Bruxelles, le 2 octobre 2024

NB : Ci-dessous se trouve une traduction française d’une tribune du président de la FAFCE, Vincenzo Bassi, parue dans le journal italien Avvenire le 27 septembre 2024.

Grâce au rapport Draghi, l’Europe est désormais un sujet central de discussion. Alors que nous participons à ce débat, il est important de considérer le rapport au travers du prisme des familles, qui sont la pierre angulaire de la société future en Europe.

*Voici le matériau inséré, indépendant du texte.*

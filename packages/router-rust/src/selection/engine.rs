use std::collections::BTreeMap;
use std::sync::Arc;

use waypoint_core::{
    InstanceRegistry, PickRequest, SelectionContext, SelectionCriteria, SelectionEngine,
    SelectionError, ServiceInstance, Strategy,
};

use super::filter::{FilterCriteria, FilterRegistry};

// ---------------------------------------------------------------------------
// DefaultSelectionEngine
// ---------------------------------------------------------------------------

/// Selection engine over an [`InstanceRegistry`] and a [`FilterRegistry`].
///
/// Each pick reads a fresh registry snapshot, narrows it with the call's
/// filters, and lets the call's strategy choose.
#[derive(Clone)]
pub struct DefaultSelectionEngine {
    registry: Arc<dyn InstanceRegistry>,
    filters: Arc<FilterRegistry>,
}

impl DefaultSelectionEngine {
    #[must_use]
    pub fn new(registry: Arc<dyn InstanceRegistry>, filters: Arc<FilterRegistry>) -> Self {
        Self { registry, filters }
    }
}

impl SelectionEngine for DefaultSelectionEngine {
    fn build(&self, criteria: SelectionCriteria) -> Result<Box<dyn SelectionContext>, SelectionError> {
        let Some(strategy) = criteria.strategy else {
            return Err(SelectionError::MissingStrategy {
                service: criteria.target_service,
            });
        };
        Ok(Box::new(DefaultSelection {
            registry: self.registry.clone(),
            filters: self.filters.clone(),
            strategy,
            source_service: criteria.source_service,
            target_service: criteria.target_service,
            protocol: criteria.protocol,
            session_token: criteria.session_token,
            filter_names: criteria.filters,
            route_tags: criteria.route_tags,
        }))
    }
}

// ---------------------------------------------------------------------------
// DefaultSelection
// ---------------------------------------------------------------------------

/// Per-attempt selection context built by [`DefaultSelectionEngine`].
pub struct DefaultSelection {
    registry: Arc<dyn InstanceRegistry>,
    filters: Arc<FilterRegistry>,
    strategy: Box<dyn Strategy>,
    source_service: String,
    target_service: String,
    protocol: String,
    session_token: String,
    filter_names: Vec<String>,
    route_tags: BTreeMap<String, String>,
}

impl SelectionContext for DefaultSelection {
    fn pick(&mut self) -> Result<ServiceInstance, SelectionError> {
        let instances = self
            .registry
            .instances(&self.target_service)
            .map_err(|err| SelectionError::Registry {
                service: self.target_service.clone(),
                message: format!("{err:#}"),
            })?;

        let criteria = FilterCriteria {
            source_service: &self.source_service,
            target_service: &self.target_service,
            protocol: &self.protocol,
            route_tags: &self.route_tags,
        };
        let candidates = self.filters.apply(&self.filter_names, instances, &criteria);

        let request = PickRequest {
            target_service: &self.target_service,
            session_token: &self.session_token,
        };
        self.strategy
            .pick(&candidates, &request)
            .ok_or_else(|| SelectionError::NoInstance {
                service: self.target_service.clone(),
            })
    }
}

// ---------------------------------------------------------------------------
// Tests
// ---------------------------------------------------------------------------
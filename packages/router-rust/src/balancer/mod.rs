//! Load-balancing handler: endpoint selection, session affinity and the
//! nested retry loop.

pub mod endpoint;
pub mod handler;
pub mod retry;
pub mod session;

#[cfg(test)]
pub(crate) mod test_support;

pub use endpoint::EndpointSelector;
pub use handler::{LoadBalanceHandler, LOADBALANCE_HANDLER};
pub use retry::{RetryOrchestrator, RetryPolicy};
pub use session::session_token;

Le rapport est complet, mais il aurait pu être plus percutant s’il avait encadré la compétitivité des entreprises dans le contexte plus large du développement économique à long terme de l’Europe, en particulier du point de vue des jeunes générations. Alors que nous faisons face au déclin démographique, le rapport néglige le besoin d’investissement dans la démographie pour garantir un équilibre intergénérationnel pour l’avenir.

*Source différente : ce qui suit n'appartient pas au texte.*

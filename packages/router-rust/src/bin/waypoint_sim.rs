//! Drives simulated calls through the load-balancing chain.
//!
//! ```bash
//! waypoint-sim --target orders \
//!     --instance orders=a@http://10.0.0.1:8080 \
//!     --instance orders=b@http://10.0.0.2:8080 \
//!     --calls 20 --failure-rate 0.3 --config router.json
//! ```

use std::path::PathBuf;
use std::sync::Arc;
use std::time::Duration;

use anyhow::{bail, Context, Result};
use clap::Parser;
use rand::Rng;
use waypoint_core::{CallContext, InvocationError, Response, ServiceInstance, LB_SESSION_ID};
use waypoint_router::config::{RouterConfig, SharedConfig};
use waypoint_router::selection::StaticInstanceRegistry;
use waypoint_router::telemetry::{init_tracing, LogFormat};
use waypoint_router::transport::{build_transport_pipeline, ProtocolRouter};
use waypoint_router::{Invoker, StrategyRegistry};

#[derive(Parser, Debug)]
#[command(name = "waypoint-sim")]
#[command(version, about, long_about = None)]
struct Cli {
    /// Router configuration file (JSON). Defaults apply when omitted.
    #[arg(short, long, env = "WAYPOINT_CONFIG")]
    config: Option<PathBuf>,

    /// Instance as `service=id@protocol://address`; repeatable
    #[arg(short, long = "instance", required = true)]
    instances: Vec<String>,

    /// Calling service
    #[arg(long, default_value = "sim")]
    source: String,

    /// Called service
    #[arg(short, long)]
    target: String,

    /// Strategy name; the configured default when omitted
    #[arg(long)]
    strategy: Option<String>,

    /// Session token sent as `lb-session-id` metadata
    #[arg(long)]
    session: Option<String>,

    /// Number of calls to issue
    #[arg(short = 'n', long, default_value_t = 10)]
    calls: u32,

    /// Probability in [0, 1] that a simulated transport call fails
    #[arg(long, default_value_t = 0.0)]
    failure_rate: f64,

    /// Simulated transport latency
    #[arg(long, default_value_t = 5)]
    latency_ms: u64,

    /// Per-call transport timeout
    #[arg(long)]
    timeout_ms: Option<u64>,

    /// Log filter (overridden by `RUST_LOG`)
    #[arg(long, default_value = "info", env = "WAYPOINT_LOG")]
    log_level: String,

    /// Log format: text or json
    #[arg(long, default_value = "text")]
    log_format: LogFormat,
}

/// Parses `service=id@protocol://address`.
fn parse_instance(spec: &str) -> Result<ServiceInstance> {
    let (service, rest) = spec
        .split_once('=')
        .with_context(|| format!("instance `{spec}`: expected service=id@protocol://address"))?;
    let (id, endpoint) = rest
        .split_once('@')
        .with_context(|| format!("instance `{spec}`: missing `@` after the id"))?;
    let (protocol, address) = endpoint
        .split_once("://")
        .with_context(|| format!("instance `{spec}`: endpoint must be protocol://address"))?;
    if service.is_empty() || id.is_empty() || protocol.is_empty() || address.is_empty() {
        bail!("instance `{spec}`: every part must be non-empty");
    }
    Ok(ServiceInstance::new(id, service).with_endpoint(protocol, address))
}

/// Transport client that sleeps for `latency` and then fails with
/// probability `failure_rate`.
fn simulated_router(protocols: &[String], latency: Duration, failure_rate: f64) -> ProtocolRouter {
    let mut router = ProtocolRouter::new();
    for protocol in protocols {
        router.register(
            protocol.clone(),
            tower::service_fn(move |ctx: CallContext| async move {
                tokio::time::sleep(latency).await;
                let failed = rand::rng().random_bool(failure_rate);
                if failed {
                    return Err(InvocationError::downstream(anyhow::anyhow!(
                        "simulated failure at {}",
                        ctx.endpoint
                    )));
                }
                let body = format!("{} handled by {}", ctx.operation, ctx.endpoint);
                Ok(Response::ok(body).with_status(200))
            }),
        );
    }
    router
}

#[tokio::main]
async fn main() -> Result<()> {
    let cli = Cli::parse();
    init_tracing(&cli.log_level, cli.log_format)?;

    if !(0.0..=1.0).contains(&cli.failure_rate) {
        bail!("--failure-rate must be within [0, 1], got {}", cli.failure_rate);
    }

    let config = match &cli.config {
        Some(path) => RouterConfig::from_file(path)
            .with_context(|| format!("loading {}", path.display()))?,
        None => RouterConfig::default(),
    };

    let registry = StaticInstanceRegistry::new();
    let mut protocols = Vec::new();
    for spec in &cli.instances {
        let instance = parse_instance(spec)?;
        protocols.extend(instance.supported_protocols());
        registry.register(instance);
    }
    protocols.sort();
    protocols.dedup();

    let transport = build_transport_pipeline(
        simulated_router(&protocols, Duration::from_millis(cli.latency_ms), cli.failure_rate),
        cli.timeout_ms.map(Duration::from_millis),
    );
    let strategies = Arc::new(StrategyRegistry::with_session_store(Arc::new(
        config.session_stickiness.store(),
    )));
    let config = Arc::new(SharedConfig::new(config));
    let invoker = Invoker::builder(config, Arc::new(registry), transport)
        .strategies(strategies)
        .build()
        .context("building handler chain")?;

    let mut succeeded = 0u32;
    for n in 0..cli.calls {
        let mut ctx =
            CallContext::new(&cli.source, &cli.target).with_operation(format!("call-{n}"));
        if let Some(strategy) = &cli.strategy {
            ctx = ctx.with_strategy(strategy);
        }
        if let Some(token) = &cli.session {
            ctx = ctx.with_metadata(LB_SESSION_ID, format!("{LB_SESSION_ID}={token}"));
        }

        let resp = invoker.invoke(&mut ctx).await;
        match resp.error() {
            None => {
                succeeded += 1;
                tracing::info!(
                    call = n,
                    endpoint = %ctx.endpoint,
                    body = %String::from_utf8_lossy(&resp.body),
                    "call succeeded"
                );
            }
            Some(err) => tracing::warn!(call = n, error = %err, "call failed"),
        }
    }

    tracing::info!(
        calls = cli.calls,
        succeeded,
        failed = cli.calls - succeeded,
        "simulation finished"
    );
    Ok(())
}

Pourquoi la question démographique est-elle absente du rapport ?

Certains pensent que la croissance démographique et les familles ne sont pas essentielles au développement économique. Ils soutiennent que le progrès économique peut être atteint en s’attaquant au « déficit démographique » sans prendre en compte les familles au-delà de leur rôle de consommateurs. Cependant, cette vision est limitée et déconnectée de la réalité. Sans familles et sans enfants, il n’y a pas de capital humain, et sans capital humain, la croissance économique est impossible. Les enfants sont le moteur de la société, et les familles en assurent la stabilité.

Étant donné le faible taux de natalité en Europe (en 2022, la moyenne était de 1,46 enfant par femme, alors qu’il en faudrait 2,1 pour le remplacement des générations), le rapport aurait pu proposer des solutions aux défis démographiques. Cela aurait incité la Commission européenne à considérer les politiques démographiques comme des investissements plutôt que des coûts sociaux, permettant ainsi aux pays de les planifier sur le long terme.

Au lieu de cela, le rapport aborde la démographie uniquement en termes de productivité, en notant que la baisse des taux de natalité réduit la productivité et en suggérant des investissements pour contrer cela, mais sans s’attaquer à la cause profonde de la crise démographique.

C’est là que nous devons commencer. Avec les taux de natalité actuels, même les efforts pour améliorer la productivité (tels que la numérisation et une meilleure formation) ne pourraient pas suffire. Dans ce scénario, la compétitivité des entreprises ne pourrait être maintenue que par des coûts de main-d’œuvre bas, ce qui, surtout en période d’inflation, est une solution peu soutenable pour les entreprises et préjudiciable aux ménages et à leurs économies.

Le rapport mentionne bien les économies des ménages comme une ressource potentielle pour renforcer la compétitivité. Cependant, demander aux familles—en particulier celles réputées pour leurs habitudes d’épargne—de canaliser leurs économies dans des fonds européens gérés centralement pourrait priver les zones locales de ressources dont elles ont besoin, notamment pour prévenir la dépopulation des régions rurales.

Il est vrai que l’Europe doit accroître son influence internationale, notamment par des exportations plus fortes. Mais cela ne peut pas se faire au détriment de la demande intérieure. Un équilibre est essentiel. Se concentrer uniquement sur les marchés internationaux pourrait profiter aux grandes entreprises, mais présente des risques pour les familles, les petites et moyennes entreprises, ainsi que pour les zones rurales. Prioriser la compétitivité des entreprises au détriment de ces communautés risque de saper l’Europe imaginée par des leaders comme De Gasperi, Schuman et Adenauer, dont l’objectif était le bien-être familial, la paix et la solidarité entre les communautés nationales—et non seulement la domination des marchés mondiaux.

On espère maintenant que la nouvelle Commission européenne élargira le rapport pour inclure la démographie comme un facteur clé du développement économique et de la cohésion sociale. Après tout, ce sont les familles et les communautés qui sont à la fois les bénéficiaires et les véritables moteurs des politiques européennes.